Despite the fact that the dwarf star is far cooler than our Sun, the planets are still too close to it, causing them to become very hot, putting them beyond the “habitable zone.” The temperature of the innermost planet is expected to be 437°C (818°F), whereas the outer planet is roughly 287°C (548°F). Michelle Kunimoto, a postdoc at MIT’s Kavli Institute for Astrophysics and Space Research and one of the discovery’s main scientists, said in a statement, “We consider that range beyond the habitable zone, too hot for liquid water to exist on the surface.”
Although the planets may not be habitable, their proximity to us and the brightness of their stars will allow scientists to examine them in detail and maybe figure out the qualities of any atmosphere they may have. “Because of the brightness of their star, both planets in this system are considered among the greatest prospects for atmosphere investigation,” Kunimoto added. “Do these planets have a volatile-rich atmosphere?” Is there any evidence of water or carbon-based life? For those adventures, these planets are wonderful test beds.”
Not only that, but there’s more. Maybe these two universes aren’t that different. “However, there might be other planets in the system,” stated co-author Avi Shporer. “Many multiplanet systems, especially around tiny stars like this one, include five or six planets.” Hopefully, we will discover more, one of which may be livable. That’s a positive outlook.”

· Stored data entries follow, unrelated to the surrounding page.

// Prevents additional console window on Windows in release, DO NOT REMOVE!!
#![cfg_attr(not(debug_assertions), windows_subsystem = "windows")]

fn main() -> anyhow::Result<()> {
    screen_recorder::run()
}
//! Presentation layer
//!
//! Maps controller state onto the video surface and the control view.

pub mod video;
pub mod view;

pub use video::{PlaybackSource, PlaybackSurface, SurfaceBinding, VideoPresenter};
pub use view::{ControlView, DownloadLink};
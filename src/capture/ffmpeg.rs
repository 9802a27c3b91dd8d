//! Screen capture through the ffmpeg platform grabbers
//!
//! ffmpeg does both the grabbing (x11grab, avfoundation, gdigrab) and the
//! encoding; we only read its encoded output from stdout. The process is the
//! live stream: its tracks stop together and its exit ends the stream.

use super::traits::{
    CaptureConstraints, CaptureError, CaptureResult, CursorVisibility, LiveStream, MediaPipe,
    ScreenCaptureSource, TrackInfo, TrackKind,
};
use crate::recorder::state::MediaContainer;
use async_trait::async_trait;
use serde::{Deserialize, Serialize};
use std::collections::VecDeque;
use std::process::Stdio;
use std::time::Duration;
use tokio::io::{AsyncBufReadExt, AsyncReadExt, AsyncWriteExt, BufReader};
use tokio::process::{Child, ChildStderr, Command};
use tokio::sync::oneshot;
use tokio::task::JoinHandle;

/// Size of the first read used to detect that capture actually started
const STARTUP_READ_SIZE: usize = 64 * 1024;

/// Number of stderr lines kept for error classification
const STDERR_TAIL_LINES: usize = 20;

/// Operating system flavour, which decides the grabber
#[derive(Debug, Clone, Copy, PartialEq, Eq)]
pub enum Platform {
    Linux,
    MacOs,
    Windows,
    Other,
}

impl Platform {
    /// Platform this binary was built for
    pub fn current() -> Self {
        if cfg!(target_os = "linux") {
            Platform::Linux
        } else if cfg!(target_os = "macos") {
            Platform::MacOs
        } else if cfg!(target_os = "windows") {
            Platform::Windows
        } else {
            Platform::Other
        }
    }
}

/// ffmpeg capture configuration
#[derive(Debug, Clone, Serialize, Deserialize)]
#[serde(rename_all = "camelCase", default)]
pub struct FfmpegConfig {
    /// ffmpeg executable
    pub ffmpeg_path: String,

    /// Grabber video input override (X display, avfoundation device, gdigrab target)
    pub video_input: Option<String>,

    /// Grabber audio input override (pulse source, avfoundation device, dshow device)
    pub audio_input: Option<String>,

    /// Capture frame rate
    pub frame_rate: u32,

    /// Time ffmpeg gets to finish cleanly after being asked to quit
    pub stop_grace_ms: u64,

    /// Container the encoded output is muxed into
    pub container: MediaContainer,
}

impl Default for FfmpegConfig {
    fn default() -> Self {
        Self {
            ffmpeg_path: "ffmpeg".to_string(),
            video_input: None,
            audio_input: None,
            frame_rate: 30,
            stop_grace_ms: 3000,
            container: MediaContainer::default(),
        }
    }
}

/// Screen-capture source backed by an ffmpeg child process
pub struct FfmpegCaptureSource {
    config: FfmpegConfig,
    platform: Platform,
}

impl FfmpegCaptureSource {
    /// Create a source for the current platform
    pub fn new(config: FfmpegConfig) -> Self {
        Self::with_platform(config, Platform::current())
    }

    /// Create a source targeting an explicit platform
    pub fn with_platform(config: FfmpegConfig, platform: Platform) -> Self {
        Self { config, platform }
    }

    /// Full ffmpeg argument list for a request, or `None` if the platform has no grabber
    pub fn build_args(&self, constraints: &CaptureConstraints) -> Option<(Vec<String>, Vec<TrackInfo>)> {
        let (mut args, tracks) = input_args(&self.config, self.platform, constraints)?;
        let has_audio = tracks.iter().any(|t| t.kind == TrackKind::Audio);

        let mut full = vec![
            "-hide_banner".to_string(),
            "-nostats".to_string(),
            "-loglevel".to_string(),
            "warning".to_string(),
        ];
        full.append(&mut args);
        full.extend(output_args(self.config.container, has_audio));
        Some((full, tracks))
    }
}

/// Grabber input arguments and the tracks they produce
fn input_args(
    config: &FfmpegConfig,
    platform: Platform,
    constraints: &CaptureConstraints,
) -> Option<(Vec<String>, Vec<TrackInfo>)> {
    let draw_cursor = match constraints.video.cursor {
        CursorVisibility::Always | CursorVisibility::Motion => "1",
        CursorVisibility::Never => "0",
    };
    let frame_rate = config.frame_rate.to_string();

    let mut args: Vec<String> = Vec::new();
    let mut tracks = Vec::new();
    let mut audio_label = None;

    match platform {
        Platform::Linux => {
            let display = config
                .video_input
                .clone()
                .or_else(|| std::env::var("DISPLAY").ok())
                .unwrap_or_else(|| ":0.0".to_string());
            args.extend(
                ["-f", "x11grab", "-draw_mouse", draw_cursor, "-framerate", frame_rate.as_str(), "-i", display.as_str()]
                    .map(String::from),
            );
            tracks.push(track("video-0", TrackKind::Video, format!("x11grab {}", display)));

            if constraints.audio {
                let source = config.audio_input.clone().unwrap_or_else(|| "default".to_string());
                args.extend(["-f", "pulse", "-i", source.as_str()].map(String::from));
                audio_label = Some(format!("pulse {}", source));
            }
        }
        Platform::MacOs => {
            let screen = config
                .video_input
                .clone()
                .unwrap_or_else(|| "Capture screen 0".to_string());
            let audio = if constraints.audio {
                config.audio_input.clone().unwrap_or_else(|| "0".to_string())
            } else {
                "none".to_string()
            };
            let input = format!("{}:{}", screen, audio);
            args.extend(
                ["-f", "avfoundation", "-capture_cursor", draw_cursor, "-framerate", frame_rate.as_str(), "-i", input.as_str()]
                    .map(String::from),
            );
            tracks.push(track("video-0", TrackKind::Video, format!("avfoundation {}", screen)));
            if constraints.audio {
                audio_label = Some(format!("avfoundation {}", audio));
            }
        }
        Platform::Windows => {
            let target = config.video_input.clone().unwrap_or_else(|| "desktop".to_string());
            args.extend(
                ["-f", "gdigrab", "-draw_mouse", draw_cursor, "-framerate", frame_rate.as_str(), "-i", target.as_str()]
                    .map(String::from),
            );
            tracks.push(track("video-0", TrackKind::Video, format!("gdigrab {}", target)));

            if constraints.audio {
                // dshow has no default device, it must be named
                match &config.audio_input {
                    Some(device) => {
                        args.extend(["-f".to_string(), "dshow".to_string(), "-i".to_string(), format!("audio={}", device)]);
                        audio_label = Some(format!("dshow {}", device));
                    }
                    None => tracing::warn!("No dshow audio device configured, recording video only"),
                }
            }
        }
        Platform::Other => return None,
    }

    if let Some(label) = audio_label {
        tracks.push(track("audio-0", TrackKind::Audio, label));
    }

    Some((args, tracks))
}

/// Encoder and muxer arguments writing to stdout
fn output_args(container: MediaContainer, has_audio: bool) -> Vec<String> {
    let mut args: Vec<&str> = Vec::new();
    match container {
        MediaContainer::WebM => {
            args.extend(["-c:v", "libvpx", "-deadline", "realtime", "-cpu-used", "8", "-b:v", "2M"]);
            if has_audio {
                args.extend(["-c:a", "libopus"]);
            }
            args.extend(["-f", "webm"]);
        }
        MediaContainer::Mp4 => {
            args.extend(["-c:v", "libx264", "-preset", "ultrafast", "-pix_fmt", "yuv420p"]);
            if has_audio {
                args.extend(["-c:a", "aac"]);
            }
            // Fragmented MP4 so the muxer never seeks back into the pipe
            args.extend([
                "-movflags",
                "frag_keyframe+empty_moov+default_base_moof",
                "-f",
                "mp4",
            ]);
        }
    }
    args.push("pipe:1");
    args.into_iter().map(String::from).collect()
}

fn track(id: &str, kind: TrackKind, label: String) -> TrackInfo {
    TrackInfo {
        id: id.to_string(),
        kind,
        label,
    }
}

/// Map the stderr of an ffmpeg that exited before producing output
fn classify_failure(stderr_tail: &[String]) -> CaptureError {
    let joined = stderr_tail.join("\n").to_lowercase();

    if joined.contains("permission denied")
        || joined.contains("not permitted")
        || joined.contains("not authorized")
    {
        return CaptureError::PermissionDenied(
            "the screen grabber was refused access to the display".to_string(),
        );
    }

    if joined.contains("unknown input format") || joined.contains("cannot open display") {
        return CaptureError::NotSupported(
            "no usable screen grabber in this environment".to_string(),
        );
    }

    let detail = stderr_tail
        .iter()
        .rev()
        .find(|line| !line.trim().is_empty())
        .cloned()
        .unwrap_or_else(|| "ffmpeg exited before producing output".to_string());
    CaptureError::Other(detail)
}

/// Drain stderr so ffmpeg never blocks on it, keeping the last lines
fn spawn_stderr_drain(stderr: ChildStderr) -> JoinHandle<Vec<String>> {
    tokio::spawn(async move {
        let mut lines = BufReader::new(stderr).lines();
        let mut tail = VecDeque::with_capacity(STDERR_TAIL_LINES);
        while let Ok(Some(line)) = lines.next_line().await {
            tracing::trace!("ffmpeg: {}", line);
            push_tail(&mut tail, line);
        }
        Vec::from(tail)
    })
}

/// Keep only the last [`STDERR_TAIL_LINES`] lines
fn push_tail(tail: &mut VecDeque<String>, line: String) {
    if tail.len() == STDERR_TAIL_LINES {
        tail.pop_front();
    }
    tail.push_back(line);
}

#[async_trait]
impl ScreenCaptureSource for FfmpegCaptureSource {
    fn id(&self) -> &str {
        "ffmpeg"
    }

    async fn is_supported(&self) -> bool {
        if self.platform == Platform::Other {
            return false;
        }

        match Command::new(&self.config.ffmpeg_path)
            .arg("-version")
            .stdin(Stdio::null())
            .stdout(Stdio::null())
            .stderr(Stdio::null())
            .status()
            .await
        {
            Ok(status) => status.success(),
            Err(e) => {
                tracing::debug!("ffmpeg not available: {}", e);
                false
            }
        }
    }

    async fn request_capture(
        &self,
        constraints: &CaptureConstraints,
    ) -> CaptureResult<Box<dyn LiveStream>> {
        let (args, tracks) = self.build_args(constraints).ok_or_else(|| {
            CaptureError::NotSupported("no screen grabber for this platform".to_string())
        })?;

        tracing::info!("Starting ffmpeg capture: {} {}", self.config.ffmpeg_path, args.join(" "));

        let mut child = Command::new(&self.config.ffmpeg_path)
            .args(&args)
            .stdin(Stdio::piped())
            .stdout(Stdio::piped())
            .stderr(Stdio::piped())
            .kill_on_drop(true)
            .spawn()
            .map_err(|e| match e.kind() {
                std::io::ErrorKind::NotFound => {
                    CaptureError::NotSupported(format!("{} not found", self.config.ffmpeg_path))
                }
                std::io::ErrorKind::PermissionDenied => CaptureError::PermissionDenied(e.to_string()),
                _ => CaptureError::Other(format!("Failed to start ffmpeg: {}", e)),
            })?;

        let mut stdout = child
            .stdout
            .take()
            .ok_or_else(|| CaptureError::Other("Failed to capture ffmpeg stdout".to_string()))?;
        let stderr = child
            .stderr
            .take()
            .ok_or_else(|| CaptureError::Other("Failed to capture ffmpeg stderr".to_string()))?;
        let stderr_tail = spawn_stderr_drain(stderr);

        // Granted once encoded bytes show up; refused if ffmpeg gives up first
        let mut first = vec![0u8; STARTUP_READ_SIZE];
        let read = tokio::select! {
            read = stdout.read(&mut first) => read,
            status = child.wait() => {
                tracing::warn!("ffmpeg exited during startup: {:?}", status);
                let tail = stderr_tail.await.unwrap_or_default();
                return Err(classify_failure(&tail));
            }
        };

        let n = match read {
            Ok(0) => {
                let _ = child.wait().await;
                let tail = stderr_tail.await.unwrap_or_default();
                return Err(classify_failure(&tail));
            }
            Ok(n) => n,
            Err(e) => return Err(CaptureError::Other(format!("Failed to read ffmpeg output: {}", e))),
        };
        first.truncate(n);

        let stream = FfmpegStream::spawn(
            child,
            MediaPipe {
                prefix: first,
                reader: Box::new(stdout),
            },
            tracks,
            Duration::from_millis(self.config.stop_grace_ms),
        );
        tracing::info!("ffmpeg capture running as stream {}", stream.id);
        Ok(Box::new(stream))
    }
}

/// Live stream backed by a running ffmpeg process
pub struct FfmpegStream {
    id: String,
    tracks: Vec<TrackInfo>,
    media: Option<MediaPipe>,
    ended_rx: Option<oneshot::Receiver<()>>,
    stop_tx: Option<oneshot::Sender<()>>,
}

impl FfmpegStream {
    fn spawn(mut child: Child, media: MediaPipe, tracks: Vec<TrackInfo>, grace: Duration) -> Self {
        let id = format!("ffmpeg-{}", uuid::Uuid::new_v4());
        let (stop_tx, mut stop_rx) = oneshot::channel::<()>();
        let (ended_tx, ended_rx) = oneshot::channel();
        let mut stdin = child.stdin.take();
        let stream_id = id.clone();

        // Watches the process; a stop request (or the stream being dropped) ends it
        tokio::spawn(async move {
            tokio::select! {
                status = child.wait() => {
                    tracing::info!("Stream {} ended by the source: {:?}", stream_id, status);
                }
                _ = &mut stop_rx => {
                    if let Some(stdin) = stdin.as_mut() {
                        let _ = stdin.write_all(b"q").await;
                        let _ = stdin.flush().await;
                    }
                    if tokio::time::timeout(grace, child.wait()).await.is_err() {
                        tracing::warn!("ffmpeg did not quit within {:?}, killing it", grace);
                        let _ = child.kill().await;
                    }
                    tracing::debug!("Stream {} stopped", stream_id);
                }
            }
            let _ = ended_tx.send(());
        });

        Self {
            id,
            tracks,
            media: Some(media),
            ended_rx: Some(ended_rx),
            stop_tx: Some(stop_tx),
        }
    }
}

impl LiveStream for FfmpegStream {
    fn id(&self) -> &str {
        &self.id
    }

    fn tracks(&self) -> Vec<TrackInfo> {
        self.tracks.clone()
    }

    fn take_ended_signal(&mut self) -> Option<oneshot::Receiver<()>> {
        self.ended_rx.take()
    }

    fn take_media(&mut self) -> Option<MediaPipe> {
        self.media.take()
    }

    fn stop_tracks(&mut self) {
        // All tracks share the process, one request stops them all
        if let Some(stop_tx) = self.stop_tx.take() {
            for track in &self.tracks {
                tracing::debug!("Stopping track {} ({})", track.id, track.label);
            }
            let _ = stop_tx.send(());
        }
    }
}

The system was discovered using NASA’s planet-hunting satellite, the Transiting Exoplanet Survey Satellite (TESS), which detects brightness dips as planets transit in front of their star on a regular basis. The researchers had to employ an independent approach to validate if the planets were indeed there. They looked at images of the star HD 260655 to see whether there were any potential wobbles caused by the planets’ gravitational attraction.
“Every planet circling a star will have a small gravitational pull on its star,” says Kunimoto. “Any tiny movement of that star that may imply a planetary-mass object is tugging on it is what we’re searching for.” They discovered evidence for it in data obtained by the High-Resolution Echelle Spectrometer (HIRES), a Keck Observatory instrument in Hawaii, and CARMENES, a private data collection from the Calar Alto Observatory in Spain. The planets are in fact present.